[DATASET EXTRACT — start]
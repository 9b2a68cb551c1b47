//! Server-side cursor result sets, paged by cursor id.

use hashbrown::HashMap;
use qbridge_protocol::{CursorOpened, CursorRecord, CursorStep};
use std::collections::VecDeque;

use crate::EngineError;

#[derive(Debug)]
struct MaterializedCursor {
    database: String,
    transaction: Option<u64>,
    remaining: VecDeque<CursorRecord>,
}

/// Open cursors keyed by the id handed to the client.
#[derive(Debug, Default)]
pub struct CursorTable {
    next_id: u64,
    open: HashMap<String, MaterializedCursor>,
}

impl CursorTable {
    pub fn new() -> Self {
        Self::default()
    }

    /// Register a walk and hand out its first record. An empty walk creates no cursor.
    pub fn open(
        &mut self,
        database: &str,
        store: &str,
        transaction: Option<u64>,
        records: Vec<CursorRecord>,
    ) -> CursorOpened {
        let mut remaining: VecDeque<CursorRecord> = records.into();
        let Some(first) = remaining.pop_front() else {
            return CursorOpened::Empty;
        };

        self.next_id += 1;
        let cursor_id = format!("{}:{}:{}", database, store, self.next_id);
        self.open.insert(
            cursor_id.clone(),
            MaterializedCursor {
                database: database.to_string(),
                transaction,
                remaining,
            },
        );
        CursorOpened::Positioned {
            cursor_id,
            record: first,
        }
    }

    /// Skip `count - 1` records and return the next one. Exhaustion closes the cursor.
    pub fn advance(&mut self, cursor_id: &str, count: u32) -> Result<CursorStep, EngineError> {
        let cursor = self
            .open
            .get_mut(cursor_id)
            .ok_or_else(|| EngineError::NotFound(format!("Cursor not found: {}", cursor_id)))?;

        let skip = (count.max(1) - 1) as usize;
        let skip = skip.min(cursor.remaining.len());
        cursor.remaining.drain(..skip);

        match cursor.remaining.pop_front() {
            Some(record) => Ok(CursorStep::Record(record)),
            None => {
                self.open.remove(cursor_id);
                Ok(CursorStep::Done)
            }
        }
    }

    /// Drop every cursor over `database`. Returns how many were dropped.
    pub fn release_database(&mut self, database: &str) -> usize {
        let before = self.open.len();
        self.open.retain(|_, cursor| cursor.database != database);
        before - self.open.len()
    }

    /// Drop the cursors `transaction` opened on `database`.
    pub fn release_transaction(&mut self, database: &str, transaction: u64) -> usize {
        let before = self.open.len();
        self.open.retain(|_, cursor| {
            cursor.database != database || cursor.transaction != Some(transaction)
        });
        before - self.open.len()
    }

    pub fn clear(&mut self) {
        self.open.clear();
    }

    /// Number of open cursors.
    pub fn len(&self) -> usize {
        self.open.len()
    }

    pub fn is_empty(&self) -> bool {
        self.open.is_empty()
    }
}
[DATASET EXTRACT — finish]
[DATASET EXTRACT — start]
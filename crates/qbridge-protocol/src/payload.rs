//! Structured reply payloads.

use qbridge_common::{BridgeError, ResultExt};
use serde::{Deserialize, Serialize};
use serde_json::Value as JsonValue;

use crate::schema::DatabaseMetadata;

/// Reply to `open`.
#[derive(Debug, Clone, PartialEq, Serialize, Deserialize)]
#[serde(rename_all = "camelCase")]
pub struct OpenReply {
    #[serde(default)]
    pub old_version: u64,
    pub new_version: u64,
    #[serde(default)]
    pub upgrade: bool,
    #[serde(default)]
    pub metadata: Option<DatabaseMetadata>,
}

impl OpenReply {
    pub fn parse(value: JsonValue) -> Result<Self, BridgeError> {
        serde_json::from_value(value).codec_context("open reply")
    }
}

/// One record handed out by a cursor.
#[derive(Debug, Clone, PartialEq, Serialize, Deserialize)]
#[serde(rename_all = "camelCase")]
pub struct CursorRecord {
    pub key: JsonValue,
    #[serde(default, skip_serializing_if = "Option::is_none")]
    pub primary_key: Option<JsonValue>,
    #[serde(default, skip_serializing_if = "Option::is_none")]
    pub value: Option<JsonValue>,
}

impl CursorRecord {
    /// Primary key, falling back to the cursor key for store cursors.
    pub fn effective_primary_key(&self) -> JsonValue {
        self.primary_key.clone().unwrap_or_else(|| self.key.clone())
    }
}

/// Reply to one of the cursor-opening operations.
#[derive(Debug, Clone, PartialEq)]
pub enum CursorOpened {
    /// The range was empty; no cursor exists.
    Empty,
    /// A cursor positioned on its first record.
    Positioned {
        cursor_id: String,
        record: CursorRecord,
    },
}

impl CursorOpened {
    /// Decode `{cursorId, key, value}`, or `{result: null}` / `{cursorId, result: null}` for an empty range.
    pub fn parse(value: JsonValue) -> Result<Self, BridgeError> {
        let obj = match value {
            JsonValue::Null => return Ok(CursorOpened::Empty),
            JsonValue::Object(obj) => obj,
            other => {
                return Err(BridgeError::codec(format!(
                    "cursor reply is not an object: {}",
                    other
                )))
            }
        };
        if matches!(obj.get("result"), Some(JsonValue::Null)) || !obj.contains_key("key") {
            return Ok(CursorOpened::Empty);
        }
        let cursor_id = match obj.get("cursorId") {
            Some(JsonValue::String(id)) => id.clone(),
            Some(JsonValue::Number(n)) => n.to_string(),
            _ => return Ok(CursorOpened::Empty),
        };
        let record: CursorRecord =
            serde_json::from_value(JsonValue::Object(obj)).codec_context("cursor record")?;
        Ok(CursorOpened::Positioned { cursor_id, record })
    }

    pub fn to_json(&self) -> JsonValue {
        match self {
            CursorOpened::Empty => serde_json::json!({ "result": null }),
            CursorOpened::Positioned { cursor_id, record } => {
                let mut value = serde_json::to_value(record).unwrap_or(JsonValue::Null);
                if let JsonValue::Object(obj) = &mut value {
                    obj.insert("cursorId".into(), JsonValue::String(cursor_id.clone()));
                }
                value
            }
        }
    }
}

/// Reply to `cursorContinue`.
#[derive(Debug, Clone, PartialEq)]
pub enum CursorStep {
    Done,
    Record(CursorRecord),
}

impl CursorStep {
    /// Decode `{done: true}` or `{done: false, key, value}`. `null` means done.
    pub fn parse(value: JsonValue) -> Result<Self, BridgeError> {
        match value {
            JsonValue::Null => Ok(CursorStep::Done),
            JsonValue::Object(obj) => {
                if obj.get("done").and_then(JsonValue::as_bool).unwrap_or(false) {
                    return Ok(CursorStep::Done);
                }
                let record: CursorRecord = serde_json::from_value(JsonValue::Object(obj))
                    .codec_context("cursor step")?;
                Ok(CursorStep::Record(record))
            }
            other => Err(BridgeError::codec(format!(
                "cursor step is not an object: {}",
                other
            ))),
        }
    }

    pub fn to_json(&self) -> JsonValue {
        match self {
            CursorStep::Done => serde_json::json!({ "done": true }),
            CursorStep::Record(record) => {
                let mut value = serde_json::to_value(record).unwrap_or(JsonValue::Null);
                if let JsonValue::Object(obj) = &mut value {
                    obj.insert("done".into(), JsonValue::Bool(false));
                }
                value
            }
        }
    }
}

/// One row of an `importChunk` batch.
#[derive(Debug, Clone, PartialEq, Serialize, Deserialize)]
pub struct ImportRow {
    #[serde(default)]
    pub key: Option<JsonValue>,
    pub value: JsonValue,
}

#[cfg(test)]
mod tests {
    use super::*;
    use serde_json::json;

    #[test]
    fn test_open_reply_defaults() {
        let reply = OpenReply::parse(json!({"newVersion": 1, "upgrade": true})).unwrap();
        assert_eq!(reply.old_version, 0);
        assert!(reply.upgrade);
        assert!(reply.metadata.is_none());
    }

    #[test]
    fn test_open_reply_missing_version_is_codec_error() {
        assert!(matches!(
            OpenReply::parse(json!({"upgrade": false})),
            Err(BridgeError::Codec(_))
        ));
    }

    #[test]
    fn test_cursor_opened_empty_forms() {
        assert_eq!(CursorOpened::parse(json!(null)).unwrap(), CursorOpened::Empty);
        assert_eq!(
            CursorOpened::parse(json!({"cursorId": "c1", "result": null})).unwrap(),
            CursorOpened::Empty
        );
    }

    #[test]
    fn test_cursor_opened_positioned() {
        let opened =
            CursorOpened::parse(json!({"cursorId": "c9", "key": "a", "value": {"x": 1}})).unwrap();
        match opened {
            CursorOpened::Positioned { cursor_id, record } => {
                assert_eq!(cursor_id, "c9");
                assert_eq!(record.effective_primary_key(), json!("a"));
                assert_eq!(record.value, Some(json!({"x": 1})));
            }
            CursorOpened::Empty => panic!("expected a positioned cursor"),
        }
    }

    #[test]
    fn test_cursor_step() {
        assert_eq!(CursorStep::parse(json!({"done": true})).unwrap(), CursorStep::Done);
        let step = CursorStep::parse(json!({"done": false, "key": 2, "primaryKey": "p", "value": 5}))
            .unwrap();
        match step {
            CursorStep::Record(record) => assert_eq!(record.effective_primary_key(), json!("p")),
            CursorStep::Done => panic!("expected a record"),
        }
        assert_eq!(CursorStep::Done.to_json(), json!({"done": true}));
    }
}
[DATASET EXTRACT — finish]
[DATASET EXTRACT — start]
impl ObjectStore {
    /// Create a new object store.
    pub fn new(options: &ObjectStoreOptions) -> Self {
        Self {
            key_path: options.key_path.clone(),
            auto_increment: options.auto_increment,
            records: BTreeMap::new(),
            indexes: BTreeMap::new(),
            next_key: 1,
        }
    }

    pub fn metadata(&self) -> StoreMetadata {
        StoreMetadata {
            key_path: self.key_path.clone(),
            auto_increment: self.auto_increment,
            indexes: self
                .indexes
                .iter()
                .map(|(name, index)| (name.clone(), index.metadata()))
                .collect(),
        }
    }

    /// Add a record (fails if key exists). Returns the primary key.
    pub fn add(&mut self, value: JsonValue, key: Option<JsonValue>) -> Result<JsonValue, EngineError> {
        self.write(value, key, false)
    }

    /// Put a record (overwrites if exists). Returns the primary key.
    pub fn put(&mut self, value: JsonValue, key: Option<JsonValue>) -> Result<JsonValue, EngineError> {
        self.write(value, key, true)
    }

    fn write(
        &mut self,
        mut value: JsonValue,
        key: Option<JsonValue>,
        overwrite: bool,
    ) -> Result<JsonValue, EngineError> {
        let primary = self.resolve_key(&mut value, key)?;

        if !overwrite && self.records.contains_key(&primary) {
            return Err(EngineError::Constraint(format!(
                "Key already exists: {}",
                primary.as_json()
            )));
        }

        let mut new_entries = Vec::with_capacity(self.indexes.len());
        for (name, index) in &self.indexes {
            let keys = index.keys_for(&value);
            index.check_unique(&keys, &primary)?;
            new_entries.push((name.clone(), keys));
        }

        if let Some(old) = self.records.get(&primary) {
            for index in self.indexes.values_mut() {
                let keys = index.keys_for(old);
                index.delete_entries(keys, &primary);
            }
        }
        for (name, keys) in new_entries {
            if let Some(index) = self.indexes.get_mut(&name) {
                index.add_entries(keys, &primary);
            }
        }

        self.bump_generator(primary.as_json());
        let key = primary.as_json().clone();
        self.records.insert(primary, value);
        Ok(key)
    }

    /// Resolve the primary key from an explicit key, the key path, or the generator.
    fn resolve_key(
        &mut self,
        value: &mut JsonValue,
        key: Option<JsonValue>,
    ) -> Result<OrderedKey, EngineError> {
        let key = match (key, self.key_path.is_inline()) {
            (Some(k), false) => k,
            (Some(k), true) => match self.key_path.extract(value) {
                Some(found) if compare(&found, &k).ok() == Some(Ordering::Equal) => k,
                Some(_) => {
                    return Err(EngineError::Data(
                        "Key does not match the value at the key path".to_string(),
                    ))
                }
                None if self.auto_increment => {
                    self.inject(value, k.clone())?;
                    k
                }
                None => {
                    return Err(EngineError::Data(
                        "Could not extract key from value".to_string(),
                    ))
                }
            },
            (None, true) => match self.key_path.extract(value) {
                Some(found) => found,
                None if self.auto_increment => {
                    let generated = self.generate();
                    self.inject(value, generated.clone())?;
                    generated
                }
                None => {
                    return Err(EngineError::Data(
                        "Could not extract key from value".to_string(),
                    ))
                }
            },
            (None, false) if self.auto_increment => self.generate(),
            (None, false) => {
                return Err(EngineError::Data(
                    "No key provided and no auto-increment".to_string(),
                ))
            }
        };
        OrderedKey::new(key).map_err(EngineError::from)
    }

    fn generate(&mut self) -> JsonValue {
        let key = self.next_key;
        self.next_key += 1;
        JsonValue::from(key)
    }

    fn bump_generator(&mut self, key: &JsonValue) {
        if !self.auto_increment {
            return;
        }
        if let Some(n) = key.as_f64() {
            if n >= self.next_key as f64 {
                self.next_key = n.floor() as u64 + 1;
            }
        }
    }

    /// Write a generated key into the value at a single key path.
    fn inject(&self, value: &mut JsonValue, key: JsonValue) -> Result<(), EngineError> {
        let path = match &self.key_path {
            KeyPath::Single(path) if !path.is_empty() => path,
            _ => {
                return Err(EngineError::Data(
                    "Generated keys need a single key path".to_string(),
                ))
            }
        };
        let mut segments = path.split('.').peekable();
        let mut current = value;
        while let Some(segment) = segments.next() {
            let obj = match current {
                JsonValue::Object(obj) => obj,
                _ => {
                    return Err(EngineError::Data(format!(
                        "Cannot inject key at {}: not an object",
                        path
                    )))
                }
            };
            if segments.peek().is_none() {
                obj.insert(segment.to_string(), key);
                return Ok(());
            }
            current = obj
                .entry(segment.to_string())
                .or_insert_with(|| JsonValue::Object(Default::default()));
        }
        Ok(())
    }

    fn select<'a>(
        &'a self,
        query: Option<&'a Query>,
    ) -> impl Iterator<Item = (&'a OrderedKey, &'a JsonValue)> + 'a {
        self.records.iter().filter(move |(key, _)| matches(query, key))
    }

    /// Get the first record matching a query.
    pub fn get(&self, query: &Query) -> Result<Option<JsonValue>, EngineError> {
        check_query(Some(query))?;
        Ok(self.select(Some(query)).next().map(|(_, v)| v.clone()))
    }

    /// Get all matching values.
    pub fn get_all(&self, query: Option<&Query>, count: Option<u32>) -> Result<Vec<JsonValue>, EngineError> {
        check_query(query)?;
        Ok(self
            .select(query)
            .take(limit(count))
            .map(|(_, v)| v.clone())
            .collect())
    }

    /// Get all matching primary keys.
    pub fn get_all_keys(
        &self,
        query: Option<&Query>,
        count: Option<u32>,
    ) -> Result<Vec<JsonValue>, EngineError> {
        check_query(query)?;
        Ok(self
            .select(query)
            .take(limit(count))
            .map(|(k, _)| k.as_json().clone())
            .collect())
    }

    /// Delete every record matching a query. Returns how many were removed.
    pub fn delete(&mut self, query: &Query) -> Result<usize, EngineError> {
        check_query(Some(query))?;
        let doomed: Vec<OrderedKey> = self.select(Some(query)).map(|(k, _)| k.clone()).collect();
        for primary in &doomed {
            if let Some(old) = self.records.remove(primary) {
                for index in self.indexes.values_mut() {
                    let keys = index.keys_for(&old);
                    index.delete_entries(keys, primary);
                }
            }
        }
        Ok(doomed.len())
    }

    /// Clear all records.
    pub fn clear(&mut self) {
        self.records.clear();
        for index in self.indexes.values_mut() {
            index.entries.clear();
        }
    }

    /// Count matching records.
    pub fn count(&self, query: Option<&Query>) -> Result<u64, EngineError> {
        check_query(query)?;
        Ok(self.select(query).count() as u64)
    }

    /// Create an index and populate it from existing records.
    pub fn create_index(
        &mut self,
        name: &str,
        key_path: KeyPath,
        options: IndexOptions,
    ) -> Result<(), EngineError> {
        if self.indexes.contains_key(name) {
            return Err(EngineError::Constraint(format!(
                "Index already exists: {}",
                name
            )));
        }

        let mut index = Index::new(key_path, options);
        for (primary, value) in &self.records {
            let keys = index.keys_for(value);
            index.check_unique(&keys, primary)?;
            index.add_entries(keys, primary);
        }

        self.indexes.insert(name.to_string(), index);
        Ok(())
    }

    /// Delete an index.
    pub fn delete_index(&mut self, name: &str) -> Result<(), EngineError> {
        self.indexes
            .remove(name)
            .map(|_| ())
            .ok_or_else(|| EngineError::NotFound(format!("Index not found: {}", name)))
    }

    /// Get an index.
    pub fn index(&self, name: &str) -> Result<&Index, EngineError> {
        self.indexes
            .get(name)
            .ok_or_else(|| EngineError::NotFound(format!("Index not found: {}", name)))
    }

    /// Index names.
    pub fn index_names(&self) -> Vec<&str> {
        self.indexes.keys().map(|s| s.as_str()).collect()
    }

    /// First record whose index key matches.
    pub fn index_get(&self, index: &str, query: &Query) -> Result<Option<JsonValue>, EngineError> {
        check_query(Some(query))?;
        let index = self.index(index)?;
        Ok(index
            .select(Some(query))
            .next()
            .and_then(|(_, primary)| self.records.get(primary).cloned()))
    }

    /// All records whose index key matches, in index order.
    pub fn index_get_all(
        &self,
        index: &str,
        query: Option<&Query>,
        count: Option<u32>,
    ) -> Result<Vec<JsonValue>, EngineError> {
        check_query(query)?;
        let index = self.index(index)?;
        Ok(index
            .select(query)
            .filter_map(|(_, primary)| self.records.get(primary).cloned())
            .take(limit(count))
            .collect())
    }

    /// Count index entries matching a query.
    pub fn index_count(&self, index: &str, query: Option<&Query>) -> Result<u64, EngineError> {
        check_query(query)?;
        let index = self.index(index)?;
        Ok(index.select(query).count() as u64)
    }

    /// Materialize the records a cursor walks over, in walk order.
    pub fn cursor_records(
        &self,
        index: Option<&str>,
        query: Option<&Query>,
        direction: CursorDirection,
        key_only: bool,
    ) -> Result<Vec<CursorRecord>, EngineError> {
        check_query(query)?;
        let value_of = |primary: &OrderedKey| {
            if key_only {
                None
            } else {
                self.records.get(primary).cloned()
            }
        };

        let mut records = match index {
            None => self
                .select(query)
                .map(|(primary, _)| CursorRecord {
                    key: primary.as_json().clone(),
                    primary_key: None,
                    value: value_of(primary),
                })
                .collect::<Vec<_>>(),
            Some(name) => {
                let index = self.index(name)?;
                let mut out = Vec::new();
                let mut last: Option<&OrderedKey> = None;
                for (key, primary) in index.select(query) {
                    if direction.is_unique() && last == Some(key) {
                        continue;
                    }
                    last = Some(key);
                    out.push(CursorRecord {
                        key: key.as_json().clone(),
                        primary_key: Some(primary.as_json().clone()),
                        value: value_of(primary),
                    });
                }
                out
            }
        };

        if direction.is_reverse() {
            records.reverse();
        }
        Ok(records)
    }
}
[DATASET EXTRACT — finish]
## WORK INSTRUCTIONS
Count up the lines in the preceding data that include the word "handed"; respond with the number only.

## TASK SOLUTION
2